Hausse des carburants : les professionnels tirent la sonnette d'alarme après l'envolée des prix
Dès ce mercredi (1er avril), les prix à la pompe s'envolent sur l'île avec une hausse allant jusqu'à 31 centimes par litre. Entre inquiétude du BTP, adaptation des livreurs et colère des infirmiers libéraux, cette hausse place une grande partie du secteur économique de l'île sous haute tension.
La hausse du prix des carburants entre officiellement en vigueur ce mercredi 1er avril.

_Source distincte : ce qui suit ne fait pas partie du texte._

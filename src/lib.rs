pub mod api;
pub mod commands;
pub mod config;
pub mod error;
pub mod events;
pub mod fetch;
pub mod merge;
pub mod stream;
pub mod types;
pub mod view;

use std::sync::Arc;

use futures::StreamExt;
use tracing::{info, warn};
use tracing_subscriber::EnvFilter;

use crate::commands::Dashboard;
use crate::config::DashboardConfig;
use crate::events::LogSink;
use crate::view::{DashboardState, DetailState};

/// Initialize structured logging with tracing.
/// Respects RUST_LOG env var; defaults to `info` level for the adwatch crate.
pub fn init_tracing() {
    let filter = EnvFilter::try_from_default_env()
        .unwrap_or_else(|_| EnvFilter::new("adwatch=info"));

    tracing_subscriber::fmt()
        .with_env_filter(filter)
        .with_target(true)
        .with_thread_ids(false)
        .with_file(false)
        .with_line_number(false)
        .init();
}

/// Load the dashboard once, then follow the configured campaign's live
/// insights until Ctrl-C.
pub fn run() -> Result<(), Box<dyn std::error::Error>> {
    // A missing .env is fine; the process environment still applies.
    dotenvy::dotenv().ok();
    init_tracing();

    let config = DashboardConfig::from_env()?;
    let runtime = tokio::runtime::Builder::new_multi_thread()
        .enable_all()
        .build()?;
    runtime.block_on(follow(config))
}

async fn follow(config: DashboardConfig) -> Result<(), Box<dyn std::error::Error>> {
    info!(base_url = %config.base_url, "Starting dashboard");
    let mut dashboard = Dashboard::from_config(&config)?.with_sink(Arc::new(LogSink));

    match dashboard.overview().await {
        DashboardState::Ready { campaigns, overview } => {
            info!(
                campaigns = campaigns.len(),
                active = overview.active_campaigns,
                total_spend = overview.total_spend,
                avg_ctr = overview.avg_ctr,
                "Overview loaded"
            );
            for row in dashboard.campaign_rows().await {
                info!(campaign_id = %row.campaign.id, state = ?row.state, "Campaign");
            }
        }
        DashboardState::Empty => info!("No campaigns found"),
        DashboardState::Failed(panel) => warn!(title = %panel.title, message = %panel.message, "Overview failed"),
        DashboardState::Loading => {}
    }

    let Some(campaign_id) = config.campaign_id.clone() else {
        info!("No campaign to follow; set ADWATCH_CAMPAIGN_ID");
        return Ok(());
    };

    match dashboard.open_campaign(&campaign_id).await {
        DetailState::Failed(panel) => {
            warn!(campaign_id = %campaign_id, message = %panel.message, "Campaign failed to load")
        }
        state => info!(campaign_id = %campaign_id, ready = matches!(state, DetailState::Ready(_)), "Campaign opened"),
    }

    let Some(subscription) = dashboard.live().subscription() else {
        return Ok(());
    };
    let mut changes = subscription.changes().boxed();
    loop {
        tokio::select! {
            _ = tokio::signal::ctrl_c() => {
                info!("Interrupted");
                break;
            }
            change = changes.next() => {
                let Some(state) = change else { break };
                match &state.latest {
                    Some(latest) => info!(
                        status = ?state.status,
                        spend = latest.spend,
                        clicks = latest.clicks,
                        conversions = latest.conversions,
                        timestamp = %latest.timestamp,
                        "Live insights"
                    ),
                    None => info!(status = ?state.status, "Stream status"),
                }
            }
        }
    }

    dashboard.close_campaign().await;
    Ok(())
}
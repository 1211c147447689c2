use std::collections::HashMap;
use std::path::Path;
use std::time::Duration;

use crate::api::DEFAULT_BASE_URL;
use crate::error::ConfigError;
use crate::stream::ReconnectPolicy;

pub mod keys {
    pub const BASE_URL: &str = "ADWATCH_BASE_URL";
    pub const REQUEST_TIMEOUT_MS: &str = "ADWATCH_REQUEST_TIMEOUT_MS";
    pub const RECONNECT_ENABLED: &str = "ADWATCH_RECONNECT_ENABLED";
    pub const RECONNECT_INITIAL_MS: &str = "ADWATCH_RECONNECT_INITIAL_MS";
    pub const RECONNECT_MAX_MS: &str = "ADWATCH_RECONNECT_MAX_MS";
    pub const RECONNECT_MAX_ATTEMPTS: &str = "ADWATCH_RECONNECT_MAX_ATTEMPTS";
    pub const CAMPAIGN_ID: &str = "ADWATCH_CAMPAIGN_ID";
}

#[derive(Debug, Clone, PartialEq)]
pub struct DashboardConfig {
    pub base_url: String,
    /// Applies to snapshot requests and to opening the stream.
    pub request_timeout: Duration,
    pub reconnect: ReconnectPolicy,
    /// Campaign whose live insights `run()` follows.
    pub campaign_id: Option<String>,
}

impl Default for DashboardConfig {
    fn default() -> Self {
        Self {
            base_url: DEFAULT_BASE_URL.to_string(),
            request_timeout: Duration::from_secs(10),
            reconnect: ReconnectPolicy::default(),
            campaign_id: None,
        }
    }
}

impl DashboardConfig {
    /// Read from the process environment.
    pub fn from_env() -> Result<Self, ConfigError> {
        Self::from_lookup(|key| std::env::var(key).ok())
    }

    /// Read a `.env`-style file without touching the process environment.
    /// Keys missing from the file fall back to the environment.
    pub fn from_env_file(path: &Path) -> Result<Self, ConfigError> {
        let mut vars = HashMap::new();
        for item in dotenvy::from_path_iter(path)? {
            let (key, value) = item?;
            vars.insert(key, value);
        }
        Self::from_lookup(|key| vars.get(key).cloned().or_else(|| std::env::var(key).ok()))
    }

    pub fn from_lookup<F>(lookup: F) -> Result<Self, ConfigError>
    where
        F: Fn(&str) -> Option<String>,
    {
        let defaults = Self::default();
        let get = |key: &str| lookup(key).filter(|v| !v.trim().is_empty());

        let reconnect = ReconnectPolicy {
            enabled: match get(keys::RECONNECT_ENABLED) {
                Some(v) => parse_bool(keys::RECONNECT_ENABLED, &v)?,
                None => defaults.reconnect.enabled,
            },
            initial_delay: match get(keys::RECONNECT_INITIAL_MS) {
                Some(v) => parse_millis(keys::RECONNECT_INITIAL_MS, &v)?,
                None => defaults.reconnect.initial_delay,
            },
            max_delay: match get(keys::RECONNECT_MAX_MS) {
                Some(v) => parse_millis(keys::RECONNECT_MAX_MS, &v)?,
                None => defaults.reconnect.max_delay,
            },
            max_attempts: match get(keys::RECONNECT_MAX_ATTEMPTS) {
                Some(v) => parse_number(keys::RECONNECT_MAX_ATTEMPTS, &v)?,
                None => defaults.reconnect.max_attempts,
            },
        };
        if reconnect.max_delay < reconnect.initial_delay {
            return Err(ConfigError::Invalid {
                key: keys::RECONNECT_MAX_MS.to_string(),
                value: reconnect.max_delay.as_millis().to_string(),
            });
        }

        let base_url = match get(keys::BASE_URL) {
            Some(v) => {
                let v = v.trim().to_string();
                if !(v.starts_with("http://") || v.starts_with("https://")) {
                    return Err(ConfigError::Invalid {
                        key: keys::BASE_URL.to_string(),
                        value: v,
                    });
                }
                v
            }
            None => defaults.base_url,
        };

        Ok(Self {
            base_url,
            request_timeout: match get(keys::REQUEST_TIMEOUT_MS) {
                Some(v) => parse_millis(keys::REQUEST_TIMEOUT_MS, &v)?,
                None => defaults.request_timeout,
            },
            reconnect,
            campaign_id: get(keys::CAMPAIGN_ID).map(|v| v.trim().to_string()),
        })
    }
}

fn invalid(key: &str, value: &str) -> ConfigError {
    ConfigError::Invalid {
        key: key.to_string(),
        value: value.to_string(),
    }
}

fn parse_number(key: &str, value: &str) -> Result<u32, ConfigError> {
    value.trim().parse().map_err(|_| invalid(key, value))
}

fn parse_millis(key: &str, value: &str) -> Result<Duration, ConfigError> {
    value
        .trim()
        .parse::<u64>()
        .map(Duration::from_millis)
        .map_err(|_| invalid(key, value))
}

fn parse_bool(key: &str, value: &str) -> Result<bool, ConfigError> {
    match value.trim().to_ascii_lowercase().as_str() {
        "1" | "true" | "yes" | "on" => Ok(true),
        "0" | "false" | "no" | "off" => Ok(false),
        _ => Err(invalid(key, value)),
    }
}
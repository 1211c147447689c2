pub mod campaign;
pub mod insights;

#[cfg(test)]
pub(crate) mod fixtures;

pub use campaign::{Campaign, CampaignEnvelope, CampaignStatus, CampaignsEnvelope};
pub use insights::{CampaignInsights, InsightsEnvelope, OverviewInsights};
use serde::Serialize;

use crate::error::FetchError;

const GENERIC_MESSAGE: &str = "An unexpected error occurred while loading the dashboard";

/// Inline error panel shown in place of a screen whose data failed to load.
#[derive(Debug, Clone, PartialEq, Serialize)]
pub struct ErrorPanel {
    pub title: String,
    pub message: String,
    pub status: Option<u16>,
    /// Seconds to wait, shown only for rate limits.
    pub retry_after: Option<u64>,
    /// Offer a "Try Again" action. Rate limits retry on their own instead.
    pub can_retry: bool,
}

impl From<&FetchError> for ErrorPanel {
    fn from(error: &FetchError) -> Self {
        let rate_limited = error.is_rate_limited();
        let message = error.to_string();
        Self {
            title: if rate_limited {
                "Rate Limit Exceeded".to_string()
            } else {
                "Something went wrong".to_string()
            },
            message: if message.trim().is_empty() {
                GENERIC_MESSAGE.to_string()
            } else {
                message
            },
            status: error.status(),
            retry_after: match error {
                FetchError::RateLimited { retry_after, .. } => *retry_after,
                _ => None,
            },
            can_retry: !rate_limited,
        }
    }
}
use serde::Serialize;
use serde_json::Value;
use tracing::debug;

/// Event names pushed to the dashboard shell.
pub mod event_names {
    pub const INSIGHTS_UPDATE: &str = "insights:update";
    pub const STREAM_STATUS: &str = "stream:status";
}

/// Receives named events from the live stream client.
pub trait EventSink: Send + Sync {
    fn emit(&self, event: &str, payload: Value) -> Result<(), String>;
}

pub fn emit_event<T: Serialize>(sink: &dyn EventSink, event: &str, payload: T) -> Result<(), String> {
    let payload = serde_json::to_value(payload).map_err(|e| e.to_string())?;
    sink.emit(event, payload)
}

/// Default sink: events only show up in the debug log.
#[derive(Debug, Default, Clone, Copy)]
pub struct LogSink;

impl EventSink for LogSink {
    fn emit(&self, event: &str, payload: Value) -> Result<(), String> {
        debug!(event, %payload, "Event");
        Ok(())
    }
}

/// Forwards events into a tokio channel.
#[derive(Debug, Clone)]
pub struct ChannelSink {
    tx: tokio::sync::mpsc::UnboundedSender<(String, Value)>,
}

impl ChannelSink {
    pub fn new() -> (Self, tokio::sync::mpsc::UnboundedReceiver<(String, Value)>) {
        let (tx, rx) = tokio::sync::mpsc::unbounded_channel();
        (Self { tx }, rx)
    }
}

impl EventSink for ChannelSink {
    fn emit(&self, event: &str, payload: Value) -> Result<(), String> {
        self.tx
            .send((event.to_string(), payload))
            .map_err(|_| "Event receiver dropped".to_string())
    }
}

Le préfet Étienne Desplanques l'avait annoncé : le prix à la pompe va être révisé compte tenu du contexte de guerre au Moyen-Orient.
Conséquence : dès ce mercredi, le litre de supercarburant sans-plomb s’affiche désormais à 1,86 €, soit une augmentation de 17 centimes par rapport au mois dernier.
De son côté, le gazole routier atteint 1,95 € le litre. Une hausse de 31 centimes. Même tendance pour le gaz : la bouteille progresse de 46 centimes et coûte désormais 24,70 €.
Le BTP, un secteur sous pression
Ce mardi (31 mars), à 24 heures de l’application de ces tarifs, les stations-services ont connu un certain rush. Les professionnels ont d'ores et déjà mesuré l’impact de cette augmentation.
Particulièrement exposé, le secteur du BTP ne bénéficie pas du dispositif d’aide gouvernementale de 20 centimes par litre. Un véritable coup dur pour le secteur selon Jean-Yves Bonnaire, secrétaire général de la fédération régionale du BTP de Martinique :
Le secteur du BTP, à l'instar d'autres, est pris de court par l'actualité. Cela tombe mal pour notre filière qui entrevoyait pourtant des pistes de relance. Nos activités liées au transport, essentielles pour nous, sont directement affectées. Il en va de même pour l'exploitation de carrières et l'activité des engins, notamment pour les terrassements. C'est une mauvaise nouvelle. Par ailleurs, nous constatons déjà des hausses de prix sur certains matériaux de construction dépendant des produits pétroliers. Tout cela ne va pas dans le bon sens. Nous continuerons de faire remonter l'impact de cette inflation sur notre secteur, dans l'espoir que des mesures complémentaires soient rapidement adoptées.
L'adaptation des chauffeurs-livreurs
Parmi les nombreux utilisateurs des espaces routiers : les chauffeurs-livreurs. Pour Donovan, livreur chez Easy Ta Vie, cette hausse ne changera pas pour autant ses habitudes :
Sur le court terme, l'impact ne sera pas énorme. Certes, l'essence est à notre charge et une augmentation de 17 centimes, c'est toujours embêtant car c'est de l'argent en moins, mais ce n'est pas encore significatif. Cela n'a pas vraiment modifié notre mode de vie. Pour être honnête, si l'on décompte le budget mensuel, un poste qui nous coûte habituellement 300 € par mois pourrait grimper à 320 ou 330 € avec l'augmentation. Ce n'est pas dramatique. Malgré la logistique à gérer, je vais continuer à travailler comme d'habitude.
Le cri d'alarme des infirmiers
Les infirmiers libéraux, déjà exposés par d'importantes charges sociales, ces derneirs sont également beaucoup fragilisés par cette nouvelle hausse. Lisa Agathine, présidente de Convergence Martinique, l’un des trois syndicats représentatifs des infirmiers libéraux sur le territoire :
L'essentiel de notre activité se fait au domicile des patients. Je parcours en moyenne 1 800 km par mois, donc le calcul est vite fait sachant qu'un plein me dure environ quatre jours. En France hexagonale, l'augmentation a été beaucoup plus franche et rapide en raison d'un processus différent sur les réserves de carburant. Nos collègues là-bas, impactés bien avant nous, rapportent déjà un surcoût de près de 24 € par plein. Quand on sait qu'on fait environ un plein et demi par semaine de travail, la facture devient lourde. Je roule au sans-plomb, et si certains collègues sont passés à l'électrique, cela représente un investissement important car les véhicules coûtent cher, surtout ici, et tout le monde n'en a pas les moyens. D'autant plus que depuis 2009, nos rémunérations n'ont pas été suffisamment revalorisées. Face à l'inflation généralisée qui touche les charges, la CARPIMKO, l'URSSAF ou encore l'essence, les professionnels de santé tirent la sonnette d'alarme. Des négociations sont en cours concernant la nouvelle loi, mais ce qui est proposé reste nettement insuffisant par rapport à nos attentes en termes de revalorisation des actes.